> **WHAT YOU NEED TO DO**: Include only the line with "fn read_boiler(&mut self)" and the lines after it, each reproduced exactly as it stands in the entries below.

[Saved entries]
//! GPIO hardware adapter — bridges digital pins to the domain port traits.
//!
//! Works with any `embedded-hal` 1.0 digital pin driver.  All inputs share
//! one pin type and all outputs another, as with type-erased HAL pins
//! (`AnyInputPin`, `PinDriver<AnyIOPin, _>`, ...).
//!
//! ## Wiring (active high)
//!
//! | Pin              | Dir | High means                         |
//! |------------------|-----|------------------------------------|
//! | `pot_present`    | in  | a pot sits on the warmer plate     |
//! | `pot_has_coffee` | in  | the pot on the plate is not empty  |
//! | `boiler_float`   | in  | more than half a cup in the boiler |
//! | `brew_button`    | in  | button held down                   |
//! | `boiler_heater`  | out | element energised                  |
//! | `warmer_heater`  | out | element energised                  |
//! | `indicator_lamp` | out | lamp lit                           |
//! | `relief_valve`   | out | valve open (venting)               |
//!
//! The brew button is a plain momentary switch here; the adapter provides the
//! one-shot latch by reporting `Pushed` on the first read after a rising
//! edge.  A press released between two polls is not seen.

use embedded_hal::digital::{Error as _, InputPin, OutputPin, PinState};
use log::error;

use crate::app::ports::{ActuatorPort, SensorPort};
use crate::control::context::{
    BoilerState, BoilerStatus, BrewButtonStatus, IndicatorState, ReliefValveState,
    WarmerPlateStatus, WarmerState,
};
use crate::error::{Actuator, Error, Result, Sensor};

/// Input pins.
pub struct GpioInputs<I> {
    pub pot_present: I,
    pub pot_has_coffee: I,
    pub boiler_float: I,
    pub brew_button: I,
}

/// Output pins.
pub struct GpioOutputs<O> {
    pub boiler_heater: O,
    pub warmer_heater: O,
    pub indicator_lamp: O,
    pub relief_valve: O,
}

/// Concrete adapter that puts every pin behind the port traits.
pub struct GpioHardware<I, O> {
    inputs: GpioInputs<I>,
    outputs: GpioOutputs<O>,
    /// Button level at the previous read, for edge detection.
    button_was_down: bool,
}

impl<I: InputPin, O: OutputPin> GpioHardware<I, O> {
    pub fn new(inputs: GpioInputs<I>, outputs: GpioOutputs<O>) -> Self {
        Self {
            inputs,
            outputs,
            button_was_down: false,
        }
    }

    /// Give the pins back.
    pub fn release(self) -> (GpioInputs<I>, GpioOutputs<O>) {
        (self.inputs, self.outputs)
    }
}

fn read_pin(pin: &mut impl InputPin, sensor: Sensor) -> Result<bool> {
    pin.is_high().map_err(|e| {
        error!("{} read failed: {:?}", sensor, e.kind());
        Error::SensorUnavailable(sensor)
    })
}

fn write_pin(pin: &mut impl OutputPin, level: PinState, actuator: Actuator) -> Result<()> {
    pin.set_state(level).map_err(|e| {
        error!("{} write failed: {:?}", actuator, e.kind());
        Error::ActuatorUnavailable(actuator)
    })
}

// ── SensorPort implementation ─────────────────────────────────

impl<I: InputPin, O: OutputPin> SensorPort for GpioHardware<I, O> {
    fn read_warmer_plate(&mut self) -> Result<WarmerPlateStatus> {
        if !read_pin(&mut self.inputs.pot_present, Sensor::WarmerPlate)? {
            return Ok(WarmerPlateStatus::WarmerEmpty);
        }
        if read_pin(&mut self.inputs.pot_has_coffee, Sensor::WarmerPlate)? {
            Ok(WarmerPlateStatus::PotNotEmpty)
        } else {
            Ok(WarmerPlateStatus::PotEmpty)
        }
    }

    fn read_boiler(&mut self) -> Result<BoilerStatus> {
        if read_pin(&mut self.inputs.boiler_float, Sensor::Boiler)? {
            Ok(BoilerStatus::NotEmpty)
        } else {
            Ok(BoilerStatus::Empty)
        }
    }

    fn read_brew_button(&mut self) -> Result<BrewButtonStatus> {
        let down = read_pin(&mut self.inputs.brew_button, Sensor::BrewButton)?;
        let pressed = down && !self.button_was_down;
        self.button_was_down = down;
        Ok(if pressed {
            BrewButtonStatus::Pushed
        } else {
            BrewButtonStatus::NotPushed
        })
    }
}

// ── ActuatorPort implementation ───────────────────────────────

impl<I: InputPin, O: OutputPin> ActuatorPort for GpioHardware<I, O> {
    fn set_boiler(&mut self, state: BoilerState) -> Result<()> {
        let level = PinState::from(state == BoilerState::On);
        write_pin(&mut self.outputs.boiler_heater, level, Actuator::BoilerHeater)
    }

    fn set_warmer(&mut self, state: WarmerState) -> Result<()> {
        let level = PinState::from(state == WarmerState::On);
        write_pin(&mut self.outputs.warmer_heater, level, Actuator::WarmerHeater)
    }

    fn set_indicator(&mut self, state: IndicatorState) -> Result<()> {
        let level = PinState::from(state == IndicatorState::On);
        write_pin(&mut self.outputs.indicator_lamp, level, Actuator::IndicatorLamp)
    }

    fn set_relief_valve(&mut self, state: ReliefValveState) -> Result<()> {
        let level = PinState::from(state == ReliefValveState::Open);
        write_pin(&mut self.outputs.relief_valve, level, Actuator::ReliefValve)
    }
}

> **SOLUTION TO THE EXERCISE**:
    fn read_boiler(&mut self) -> Result<BoilerStatus> {
        if read_pin(&mut self.inputs.boiler_float, Sensor::Boiler)? {
            Ok(BoilerStatus::NotEmpty)
        } else {
            Ok(BoilerStatus::Empty)
        }
    }

    fn read_brew_button(&mut self) -> Result<BrewButtonStatus> {
        let down = read_pin(&mut self.inputs.brew_button, Sensor::BrewButton)?;
        let pressed = down && !self.button_was_down;
        self.button_was_down = down;
        Ok(if pressed {
            BrewButtonStatus::Pushed
        } else {
            BrewButtonStatus::NotPushed
        })
    }
}

// ── ActuatorPort implementation ───────────────────────────────

impl<I: InputPin, O: OutputPin> ActuatorPort for GpioHardware<I, O> {
    fn set_boiler(&mut self, state: BoilerState) -> Result<()> {
        let level = PinState::from(state == BoilerState::On);
        write_pin(&mut self.outputs.boiler_heater, level, Actuator::BoilerHeater)
    }

    fn set_warmer(&mut self, state: WarmerState) -> Result<()> {
        let level = PinState::from(state == WarmerState::On);
        write_pin(&mut self.outputs.warmer_heater, level, Actuator::WarmerHeater)
    }

    fn set_indicator(&mut self, state: IndicatorState) -> Result<()> {
        let level = PinState::from(state == IndicatorState::On);
        write_pin(&mut self.outputs.indicator_lamp, level, Actuator::IndicatorLamp)
    }

    fn set_relief_valve(&mut self, state: ReliefValveState) -> Result<()> {
        let level = PinState::from(state == ReliefValveState::Open);
        write_pin(&mut self.outputs.relief_valve, level, Actuator::ReliefValve)
    }
}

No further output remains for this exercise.